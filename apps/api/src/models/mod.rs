pub mod patch;
pub mod profile;
pub mod source;
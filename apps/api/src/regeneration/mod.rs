// Per-field AI regeneration: target addressing, pending markers, coordinator.

pub mod coordinator;
pub mod pending;
pub mod target;

pub use coordinator::{RegenerationCoordinator, RegenerationOutcome};
pub use target::RegenerationTarget;
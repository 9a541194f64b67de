use std::sync::Arc;

use crate::config::Config;
use crate::session::SessionRegistry;

/// Shared application state injected into all route handlers via Axum extractors.
#[derive(Clone)]
pub struct AppState {
    pub config: Config,
    pub sessions: Arc<SessionRegistry>,
}
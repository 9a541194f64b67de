pub mod engine;

pub use engine::{GenerationOutcome, TailorOutcome, TailoringEngine};
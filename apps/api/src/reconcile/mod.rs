// Reconciliation of externally sourced profiles with the edited document.

pub mod resolver;

pub use resolver::{merge_source, MergeReport};
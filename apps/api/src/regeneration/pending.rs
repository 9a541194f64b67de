//! Pending markers for in-flight generator work, one registry per session.
//!
//! A marker is created when a request is dispatched and removed when it
//! completes, on every exit path, by dropping its [`PendingGuard`]. Each marker
//! carries a ticket so that a guard only ever removes its own marker, never
//! one created after a logout cleared the registry.

use std::collections::{HashMap, VecDeque};
use std::sync::Arc;

use chrono::{DateTime, Utc};
use parking_lot::Mutex;
use serde::Serialize;
use tracing::debug;

use crate::errors::ProfileError;
use crate::regeneration::target::RegenerationTarget;

/// What a marker protects.
#[derive(Debug, Clone, Copy, PartialEq, Eq, Hash, Serialize)]
#[serde(tag = "kind", rename_all = "snake_case")]
pub enum Activity {
    Regeneration { target: RegenerationTarget },
    Tailoring,
}

impl Activity {
    fn label(&self) -> String {
        match self {
            Activity::Regeneration { target } => target.to_string(),
            Activity::Tailoring => "The document".to_string(),
        }
    }
}

#[derive(Debug, Clone, Copy, PartialEq, Eq, Serialize)]
#[serde(rename_all = "snake_case")]
pub enum RequestStatus {
    Pending,
    Succeeded,
    Failed,
}

#[derive(Debug, Clone, Serialize)]
pub struct PendingMarker {
    #[serde(flatten)]
    pub activity: Activity,
    pub ticket: u64,
    pub started_at: DateTime<Utc>,
}

/// Last known status of a regeneration target, for busy indicators.
#[derive(Debug, Clone, Serialize)]
pub struct RequestRecord {
    pub target: RegenerationTarget,
    pub status: RequestStatus,
}

/// Finished requests remembered for the pending view, oldest evicted first.
const FINISHED_HISTORY: usize = 32;

#[derive(Default)]
struct RegistryState {
    markers: HashMap<Activity, PendingMarker>,
    finished: VecDeque<RequestRecord>,
    next_ticket: u64,
}

impl RegistryState {
    fn forget(&mut self, target: &RegenerationTarget) {
        self.finished.retain(|record| record.target != *target);
    }

    fn remember(&mut self, target: RegenerationTarget, status: RequestStatus) {
        self.forget(&target);
        if self.finished.len() == FINISHED_HISTORY {
            self.finished.pop_front();
        }
        self.finished.push_back(RequestRecord { target, status });
    }
}

#[derive(Default)]
pub struct PendingRegistry {
    state: Mutex<RegistryState>,
}

impl PendingRegistry {
    pub fn new() -> Arc<Self> {
        Arc::new(Self::default())
    }

    /// Atomically checks and sets the marker for `activity`.
    ///
    /// Regeneration of a target is refused while the same target or a
    /// tailoring run is pending; tailoring is refused while anything is pending.
    pub fn try_acquire(self: &Arc<Self>, activity: Activity) -> Result<PendingGuard, ProfileError> {
        let mut state = self.state.lock();

        let conflict = match activity {
            Activity::Regeneration { .. } => state
                .markers
                .keys()
                .find(|held| **held == activity || **held == Activity::Tailoring)
                .copied(),
            Activity::Tailoring => state.markers.keys().next().copied(),
        };
        if let Some(held) = conflict {
            return Err(ProfileError::AlreadyInProgress {
                target: held.label(),
            });
        }

        state.next_ticket += 1;
        let ticket = state.next_ticket;
        state.markers.insert(
            activity,
            PendingMarker {
                activity,
                ticket,
                started_at: Utc::now(),
            },
        );
        if let Activity::Regeneration { target } = activity {
            state.forget(&target);
        }
        debug!("Pending marker {ticket} set for {}", activity.label());

        Ok(PendingGuard {
            registry: Arc::clone(self),
            activity,
            ticket,
            succeeded: false,
        })
    }

    #[cfg(test)]
    pub fn is_pending(&self, activity: &Activity) -> bool {
        self.state.lock().markers.contains_key(activity)
    }

    #[cfg(test)]
    pub fn any_pending(&self) -> bool {
        !self.state.lock().markers.is_empty()
    }

    pub fn pending(&self) -> Vec<PendingMarker> {
        let mut markers: Vec<_> = self.state.lock().markers.values().cloned().collect();
        markers.sort_by_key(|m| m.ticket);
        markers
    }

    /// Pending targets plus the outcome of the most recent finished request per target.
    pub fn records(&self) -> Vec<RequestRecord> {
        let state = self.state.lock();
        let mut records: Vec<_> = state
            .markers
            .keys()
            .filter_map(|activity| match activity {
                Activity::Regeneration { target } => Some(RequestRecord {
                    target: *target,
                    status: RequestStatus::Pending,
                }),
                Activity::Tailoring => None,
            })
            .chain(state.finished.iter().cloned())
            .collect();
        records.sort_by_key(|r| r.target.to_string());
        records
    }

    /// Drops every marker. Outstanding guards become stale.
    pub fn clear(&self) -> usize {
        let mut state = self.state.lock();
        state.finished.clear();
        let cleared = state.markers.len();
        state.markers.clear();
        cleared
    }

    fn holds(&self, activity: &Activity, ticket: u64) -> bool {
        self.state
            .lock()
            .markers
            .get(activity)
            .is_some_and(|m| m.ticket == ticket)
    }

    fn release(&self, activity: &Activity, ticket: u64, succeeded: bool) {
        let mut state = self.state.lock();
        if !state.markers.get(activity).is_some_and(|m| m.ticket == ticket) {
            return;
        }
        state.markers.remove(activity);
        if let Activity::Regeneration { target } = activity {
            let status = if succeeded {
                RequestStatus::Succeeded
            } else {
                RequestStatus::Failed
            };
            state.remember(*target, status);
        }
        debug!("Pending marker {ticket} released for {}", activity.label());
    }
}

/// Scoped ownership of a pending marker. Dropping it clears the marker.
pub struct PendingGuard {
    registry: Arc<PendingRegistry>,
    activity: Activity,
    ticket: u64,
    succeeded: bool,
}

impl PendingGuard {
    /// False once the registry was cleared under this guard.
    pub fn is_current(&self) -> bool {
        self.registry.holds(&self.activity, self.ticket)
    }

    pub fn succeed(mut self) {
        self.succeeded = true;
    }
}

impl Drop for PendingGuard {
    fn drop(&mut self) {
        self.registry
            .release(&self.activity, self.ticket, self.succeeded);
    }
}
---
## Problem details:
The records above should be printed exactly, please, from the first line through the line containing "removed when it", with both ends kept and nothing past it.

## Response to this task:
filename apps/api/src/models/mod.rs
pub mod patch;
pub mod profile;
pub mod source;
filename apps/api/src/regeneration/mod.rs
// Per-field AI regeneration: target addressing, pending markers, coordinator.

pub mod coordinator;
pub mod pending;
pub mod target;

pub use coordinator::{RegenerationCoordinator, RegenerationOutcome};
pub use target::RegenerationTarget;
repository 9a541194f64b67de
use std::sync::Arc;

use crate::config::Config;
use crate::session::SessionRegistry;

/// Shared application state injected into all route handlers via Axum extractors.
#[derive(Clone)]
pub struct AppState {
    pub config: Config,
    pub sessions: Arc<SessionRegistry>,
}
repository 9a541194f64b67de
pub mod engine;

pub use engine::{GenerationOutcome, TailorOutcome, TailoringEngine};
filename apps/api/src/reconcile/mod.rs
// Reconciliation of externally sourced profiles with the edited document.

pub mod resolver;

pub use resolver::{merge_source, MergeReport};
filename apps/api/src/regeneration/pending.rs
repository 9a541194f64b67de
//! Pending markers for in-flight generator work, one registry per session.
//!
//! A marker is created when a request is dispatched and removed when it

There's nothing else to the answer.